Record cattle prices with continued volatility possibleFor the third year in a row, prices for all market classes of beef cattle set record annual highs in the U.S. Are record highs possible again in 2013 and even 2014?
By: Tim Petry, NDSU Extension Service
For the third year in a row, prices for all market classes of beef cattle set record annual highs in the U.S. Are record highs possible again in 2013 and even 2014?
The short answer to that is “yes.” However, remember that prices for each market class of cattle have different seasonal patterns, so at times 2013 prices for some market classes (feeder calves in particular) likely will be below last year.
Furthermore, there are many fundamental factors that affect prices and some are unexpected. For example, in 2012, the lean, finely textured beef media event, another case of BSE in a U.S. cow, and the worst drought in the Corn Belt since 1988 all surfaced.
Smaller supplies of beef, competing meats and cattle will be supportive to prices in 2013. The U.S. Department of Agriculture is projecting beef production to decline 4 percent in 2013 and all red meat and poultry supplies to be down 2 percent.
Because of drought in the southern plains in 2011 and more widespread drought in 2012, the beef cow herd likely will be down 1 to 2 percent in 2013 and result in a correspondingly smaller calf crop.
On Feb. 1, the USDA National Agricultural Statistics Service will release its cattle report that will document the number of each market class of cattle in the U.S. as of Jan. 1.
Besides the smaller calf crop, two additional factors will contribute to lower trending U.S. supplies of feeder and slaughter cattle. There likely will be fewer feeder cattle imports in 2013 (especially from Mexico), and there could be increased retention of heifers and cows for breeding purposes if better moisture conditions in the U.S. return.
Live cattle futures are indicating another record year for fed-cattle prices. Strong hide and offal values and beef export values will be supportive to fed- cattle prices. However, the U.S. economy continues to struggle and will need to improve in 2013 to support fed- cattle prices at the projected futures market price levels.

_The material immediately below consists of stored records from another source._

mod tests_snapshots;
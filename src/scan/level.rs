//! Level iterators — the walkers that turn one LSM level into a stream of
//! data blocks overlapping the scan range.
//!
//! Two cooperating pieces:
//!
//! - [`LevelIndexIterator`] asks the manifest for successive overlapping
//!   tables, snapshot-consistently, tracking its position with the far-end
//!   key of the last table it yielded (`key_max` ascending, `key_min`
//!   descending).
//! - [`LevelIterator`] layers the per-table data-block walk on top: once a
//!   table's index block is loaded and refined, it visits the refined window
//!   one data block at a time (front-to-back ascending, back-to-front
//!   descending), then falls through to the manifest for the next table.
//!
//! Neither type performs I/O. They only *decide* the next read; the scan
//! driver owns submission and completion handling, so every state transition
//! here is synchronous and unit-testable.

use crate::block::{BlockAddress, BlockChecksum, IndexBlock};
use crate::cursor::{Cursor, Direction, index_block_range};
use crate::manifest::{Manifest, Snapshot};

// ------------------------------------------------------------------------------------------------
// LevelIndexIterator
// ------------------------------------------------------------------------------------------------

/// Snapshot-consistent walk over one level's overlapping tables.
#[derive(Debug)]
pub(crate) struct LevelIndexIterator {
    level: usize,
    snapshot: Snapshot,

    /// Far-end key of the last yielded table; the manifest only returns
    /// tables strictly beyond it in scan direction.
    key_exclusive: Option<Vec<u8>>,
}

impl LevelIndexIterator {
    pub(crate) fn new(level: usize, snapshot: Snapshot) -> Self {
        Self {
            level,
            snapshot,
            key_exclusive: None,
        }
    }

    /// Returns the index-block read for the next overlapping table and
    /// advances the walk past it, or `None` at end of level.
    pub(crate) fn next(
        &mut self,
        manifest: &Manifest,
        key_min: &[u8],
        key_max: &[u8],
        direction: Direction,
    ) -> Option<TableRead> {
        let table = manifest.next_table(
            self.level,
            self.snapshot,
            key_min,
            key_max,
            self.key_exclusive.as_deref(),
            direction,
        )?;
        assert!(
            table.overlaps(key_min, key_max),
            "manifest returned a table outside the scan range"
        );
        self.key_exclusive = Some(match direction {
            Direction::Ascending => table.key_max.clone(),
            Direction::Descending => table.key_min.clone(),
        });
        Some(TableRead {
            address: table.address,
            checksum: table.checksum,
        })
    }
}

/// The index-block read locating one table.
pub(crate) struct TableRead {
    pub address: BlockAddress,
    pub checksum: BlockChecksum,
}

// ------------------------------------------------------------------------------------------------
// LevelIterator
// ------------------------------------------------------------------------------------------------

/// The next thing a level must do to make progress.
pub(crate) enum LevelAction {
    /// Read the index block of the next overlapping table.
    ReadIndex {
        address: BlockAddress,
        checksum: BlockChecksum,
    },

    /// Read the data block at the current position of the refined window.
    ReadData {
        address: BlockAddress,
        checksum: BlockChecksum,
    },

    /// No further tables on this level: deliver the terminal wakeup.
    Done,
}

/// Per-level composition of the manifest walk and the data-block walk.
#[derive(Debug)]
pub(crate) struct LevelIterator {
    index: LevelIndexIterator,

    /// Window of index-block entries still to visit for the current table.
    /// `None` until an index block has been loaded and refined; unpositioned
    /// once the table's window is exhausted.
    blocks: Option<Cursor>,
}

impl LevelIterator {
    pub(crate) fn new(level: usize, snapshot: Snapshot) -> Self {
        Self {
            index: LevelIndexIterator::new(level, snapshot),
            blocks: None,
        }
    }

    /// Decides the next read for this level.
    ///
    /// `index_block` is the scan-owned copy of the current table's index
    /// block; it is only consulted while the block window is positioned.
    pub(crate) fn next_action(
        &mut self,
        manifest: &Manifest,
        index_block: &IndexBlock,
        key_min: &[u8],
        key_max: &[u8],
        direction: Direction,
    ) -> LevelAction {
        if let Some(blocks) = &self.blocks
            && let Some(position) = blocks.position()
        {
            return LevelAction::ReadData {
                address: index_block.data_addresses()[position],
                checksum: index_block.data_checksums()[position],
            };
        }

        match self.index.next(manifest, key_min, key_max, direction) {
            Some(read) => {
                self.blocks = None;
                LevelAction::ReadIndex {
                    address: read.address,
                    checksum: read.checksum,
                }
            }
            None => LevelAction::Done,
        }
    }

    /// Refines a freshly loaded index block to the window of data blocks
    /// that can hold in-range keys, positioning at the window's near end.
    ///
    /// Returns `false` when no data block qualifies.
    pub(crate) fn on_index_loaded(
        &mut self,
        index_block: &IndexBlock,
        key_min: &[u8],
        key_max: &[u8],
        direction: Direction,
    ) -> bool {
        let (start, count) = index_block_range(index_block.data_keys(), key_min, key_max);
        if count == 0 {
            self.blocks = None;
            return false;
        }
        self.blocks = Some(Cursor::new(start, count, direction));
        true
    }

    /// Consumes the current window position once its data block has been
    /// copied in. Stepping off the window's end leaves the iterator ready to
    /// ask the manifest for the next table.
    pub(crate) fn block_consumed(&mut self, direction: Direction) {
        let blocks = self
            .blocks
            .as_mut()
            .expect("consumed a data block without a block window");
        blocks.advance(direction);
    }
}
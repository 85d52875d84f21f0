//! ScanContext pool discipline and concurrent scans sharing one context.

#[cfg(test)]
mod tests {
    use crate::cursor::Direction;
    use crate::grid::Completion;
    use crate::scan::{SCAN_MAX, Scan, ScanContext};
    use crate::scan::tests::helpers::*;

    // ----------------------------------------------------------------
    // Bump allocation
    // ----------------------------------------------------------------

    #[test]
    fn each_seek_claims_one_buffer_set() {
        let (mut tree, _grid, mut context) = fixture();
        assert_eq!(context.buffers_used(), 0);

        let mut scan = Scan::new();
        scan.seek(&mut tree, &mut context, 1, b"a", b"z", Direction::Ascending);
        assert_eq!(context.buffers_used(), 1);

        // Per-scan reset does not release the slot; only the context-wide
        // reset does.
        scan.reset();
        assert_eq!(context.buffers_used(), 1);

        context.reset();
        assert_eq!(context.buffers_used(), 0);
    }

    #[test]
    #[should_panic(expected = "pool exhausted")]
    fn pool_exhaustion_is_a_programmer_error() {
        let (mut tree, _grid, mut context) = fixture();
        for _ in 0..SCAN_MAX + 1 {
            let mut scan = Scan::new();
            scan.seek(&mut tree, &mut context, 1, b"a", b"z", Direction::Ascending);
        }
    }

    #[test]
    fn context_reset_makes_the_pool_reusable() {
        let (mut tree, mut grid, mut context) = fixture();
        tree.table_mutable.put(&b"k"[..], &b"v"[..]);

        for _ in 0..3 {
            for _ in 0..SCAN_MAX {
                let mut scan = Scan::new();
                scan.seek(&mut tree, &mut context, 1, b"a", b"z", Direction::Ascending);
                let records = collect_scan(&mut scan, &tree, &mut grid, &mut context);
                assert_eq!(records.len(), 1);
                scan.reset();
            }
            assert_eq!(context.buffers_used(), SCAN_MAX);
            context.reset();
        }
    }

    // ----------------------------------------------------------------
    // Two interleaved scans, one context
    // ----------------------------------------------------------------

    #[test]
    fn interleaved_scans_route_completions_by_buffer() {
        let (mut tree, mut grid, mut context) = fixture();
        install_level_table(&mut tree, &mut grid, 0, &[(b"a", b"1"), (b"b", b"2")]);
        install_level_table(&mut tree, &mut grid, 1, &[(b"c", b"3")]);

        let mut ascending = Scan::new();
        let mut descending = Scan::new();
        ascending.seek(&mut tree, &mut context, 1, b"a", b"z", Direction::Ascending);
        descending.seek(&mut tree, &mut context, 1, b"a", b"z", Direction::Descending);

        let slot_a = fetch_async(&mut ascending, &tree, &mut grid, &context);
        let slot_d = fetch_async(&mut descending, &tree, &mut grid, &context);

        // Route each completion to the scan its buffer id names.
        while slot_a.borrow().is_none() || slot_d.borrow().is_none() {
            let completion = grid.tick_one().expect("both scans stalled");
            let buffer = match &completion {
                Completion::Read { tag, .. } | Completion::Tick { tag } => tag.buffer,
            };
            if buffer == 0 {
                ascending.on_completion(&tree, &mut grid, &mut context, completion);
            } else {
                descending.on_completion(&tree, &mut grid, &mut context, completion);
            }
        }

        let first_up = slot_a.borrow_mut().take().unwrap().unwrap().unwrap();
        let first_down = slot_d.borrow_mut().take().unwrap().unwrap().unwrap();
        assert_eq!(first_up.key, b"a".to_vec());
        assert_eq!(first_down.key, b"c".to_vec());
        assert_eq!(context.buffers_used(), 2);
    }
}
//! # Tree
//!
//! The facade tying the scan core's collaborators together: the manifest,
//! the mutable and immutable memtables, and the monotonic snapshot counter.
//! It also carries the blocking scan drivers most callers (and all of the
//! crate's tests and benches) use:
//!
//! - [`Tree::scan_collect`] — raw records in scan order, tombstones
//!   included, exactly as the merge produced them.
//! - [`Tree::scan_live`] — the caller-facing variant that filters
//!   tombstones and yields `(key, value)` pairs.
//!
//! Both drive a [`Scan`] through its seek/fetch/callback protocol, pumping
//! the grid's completion queue between callbacks — the single-threaded
//! event loop in miniature.
//!
//! Data enters the tree through [`Memtable`] writes, freezes into the
//! immutable table with [`Tree::freeze_mutable`], and lands on a level via
//! [`Tree::flush_immutable`] or directly through a
//! [`builder::TableBuilder`].

// ------------------------------------------------------------------------------------------------
// Unit tests
// ------------------------------------------------------------------------------------------------

#[cfg(test)]
mod tests;

// ------------------------------------------------------------------------------------------------
// Submodules
// ------------------------------------------------------------------------------------------------

pub mod builder;

pub use builder::TableBuilder;

// ------------------------------------------------------------------------------------------------
// Includes
// ------------------------------------------------------------------------------------------------

use std::cell::RefCell;
use std::rc::Rc;

use tracing::debug;

use crate::block::Value;
use crate::cursor::Direction;
use crate::grid::Grid;
use crate::manifest::{Manifest, Snapshot, TableInfo};
use crate::memtable::{ImmutableMemtable, Memtable};
use crate::scan::{Scan, ScanContext, ScanError};

// ------------------------------------------------------------------------------------------------
// Configuration
// ------------------------------------------------------------------------------------------------

/// Construction-time parameters of a [`Tree`].
pub struct TreeConfig {
    /// Number of on-disk LSM levels.
    pub level_count: usize,

    /// Values per data block produced by [`Tree::flush_immutable`].
    pub block_value_count: usize,
}

impl Default for TreeConfig {
    fn default() -> Self {
        Self {
            level_count: 3,
            block_value_count: 64,
        }
    }
}

// ------------------------------------------------------------------------------------------------
// Tree
// ------------------------------------------------------------------------------------------------

/// An LSM tree as the scan core sees it: two memtables, a manifest full of
/// levelled tables, and a snapshot counter.
pub struct Tree {
    pub manifest: Manifest,
    pub table_mutable: Memtable,
    pub table_immutable: ImmutableMemtable,
    snapshot_current: Snapshot,
    block_value_count: usize,
}

impl Tree {
    pub fn new(config: TreeConfig) -> Self {
        assert!(config.block_value_count > 0);
        Self {
            manifest: Manifest::new(config.level_count),
            table_mutable: Memtable::new(),
            table_immutable: ImmutableMemtable::free(),
            snapshot_current: 1,
            block_value_count: config.block_value_count,
        }
    }

    pub fn level_count(&self) -> usize {
        self.manifest.level_count()
    }

    /// The snapshot new reads should pin.
    pub fn snapshot_current(&self) -> Snapshot {
        self.snapshot_current
    }

    /// Advances the snapshot counter and returns the fresh snapshot.
    pub fn snapshot_advance(&mut self) -> Snapshot {
        self.snapshot_current += 1;
        self.snapshot_current
    }

    // --------------------------------------------------------------------------------------------
    // Write-path plumbing (enough to feed scans)
    // --------------------------------------------------------------------------------------------

    /// Freezes the mutable table into the immutable slot, which must be
    /// free. Returns the snapshot at which the frozen data became immutable.
    pub fn freeze_mutable(&mut self) -> Snapshot {
        assert!(
            self.table_immutable.is_free(),
            "immutable table still awaiting flush"
        );
        let snapshot = self.snapshot_advance();
        let values = self.table_mutable.drain_sorted();
        debug!(snapshot, count = values.len(), "mutable table frozen");
        self.table_immutable = ImmutableMemtable::install(values, snapshot);
        snapshot
    }

    /// Flushes the immutable table to a new table on `level` and frees it.
    ///
    /// The key range written must be disjoint from the level's live tables;
    /// compaction (out of scope here) is what maintains that in a full
    /// engine. Returns `None` when the immutable table was empty.
    pub fn flush_immutable(
        &mut self,
        grid: &mut Grid,
        level: usize,
    ) -> Result<Option<TableInfo>, ScanError> {
        assert!(!self.table_immutable.is_free(), "no immutable table to flush");

        if self.table_immutable.values().is_empty() {
            self.table_immutable.release();
            return Ok(None);
        }

        let snapshot_min = self.table_immutable.snapshot_min();
        let mut builder = TableBuilder::new(self.block_value_count);
        for value in self.table_immutable.values() {
            builder.push(value.clone());
        }
        let info = builder.commit(grid, &mut self.manifest, level, snapshot_min)?;
        self.table_immutable.release();
        Ok(Some(info))
    }

    // --------------------------------------------------------------------------------------------
    // Blocking scan drivers
    // --------------------------------------------------------------------------------------------

    /// Drives one `fetch` to completion: registers the callback, then pumps
    /// grid completions until it fires.
    pub fn fetch_next(
        &self,
        scan: &mut Scan,
        grid: &mut Grid,
        context: &mut ScanContext,
    ) -> Result<Option<Value>, ScanError> {
        let slot: Rc<RefCell<Option<Result<Option<Value>, ScanError>>>> =
            Rc::new(RefCell::new(None));
        let sink = Rc::clone(&slot);
        scan.fetch(
            self,
            grid,
            context,
            Box::new(move |result| {
                *sink.borrow_mut() = Some(result);
            }),
        );
        loop {
            if let Some(result) = slot.borrow_mut().take() {
                return result;
            }
            let Some(completion) = grid.tick_one() else {
                unreachable!("scan stalled with no pending I/O")
            };
            scan.on_completion(self, grid, context, completion);
        }
    }

    /// Scans `[key_min, key_max]` at `snapshot`, returning the raw merged
    /// records in scan order — tombstones included.
    pub fn scan_collect(
        &mut self,
        grid: &mut Grid,
        context: &mut ScanContext,
        snapshot: Snapshot,
        key_min: &[u8],
        key_max: &[u8],
        direction: Direction,
    ) -> Result<Vec<Value>, ScanError> {
        let mut scan = Scan::new();
        scan.seek(self, context, snapshot, key_min, key_max, direction);

        let mut records = Vec::new();
        loop {
            match self.fetch_next(&mut scan, grid, context)? {
                Some(value) => records.push(value),
                None => break,
            }
        }
        scan.reset();
        Ok(records)
    }

    /// Scans `[key_min, key_max]` at `snapshot`, yielding only live
    /// `(key, value)` pairs — tombstones filtered.
    pub fn scan_live(
        &mut self,
        grid: &mut Grid,
        context: &mut ScanContext,
        snapshot: Snapshot,
        key_min: &[u8],
        key_max: &[u8],
        direction: Direction,
    ) -> Result<Vec<(Vec<u8>, Vec<u8>)>, ScanError> {
        let records = self.scan_collect(grid, context, snapshot, key_min, key_max, direction)?;
        Ok(records
            .into_iter()
            .filter(|value| !value.tombstone)
            .map(|value| (value.key, value.value))
            .collect())
    }
}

Cow prices were at a record high throughout 2012 and likely will continue to be at a record high, especially if normal moisture levels prevail and beef cow slaughter declines.
A cyclical buildup in the beef cow herd could cause lower cow beef production for several years. Also, the demand for 90 percent lean, boneless beef is expected to stay strong because U.S. consumers have a big appetite for hamburger.
Steer calf prices ended 2012 near the previous year’s record levels. However, prices likely will not be as high as last year early in 2013 due to the drought that continues to plague much of the country. Should the drought subside, and spring and early summer grazing conditions improve significantly, calf prices could challenge last year’s levels by April or May.
Fall 2013 calf prices are dependent on corn prices. A good corn crop and lower corn prices would support calf prices at higher levels. However, another poor corn crop and higher corn prices could cause lower calf prices than what we had the past two years.
Both calf and feeder cattle prices are expected to be volatile in 2013 because of the expectation of continued volatility in corn prices. With good growing conditions, there likely will be enough corn acres planted in 2013 to produce a 15 billion bushel corn crop, but another drought year could result in an even smaller crop than the 10.8 billion bushels produced in 2012.
That wide range in production potential could lead to corn prices ranging from less than $5 per bushel to more than $9 in the fall. As news of the potential size of the corn crop materializes, prices will adjust accordingly and relatively quickly.
Remember back to mid-June 2012 when November feeder cattle futures prices were $164 per hundredweight (cwt) and December corn futures prices were $5.25 per bushel? One month later, corn futures had climbed to $8 per bushel because of the drought and feeder cattle futures had declined to $140 cwt.
Volatile prices increase the risk, but also opportunities, so producers need to have a good marketing plan with risk management strategies in place.
Editor’s Note: Petry is a Livestock Marketing Economist with the North Dakota State University Extension Service.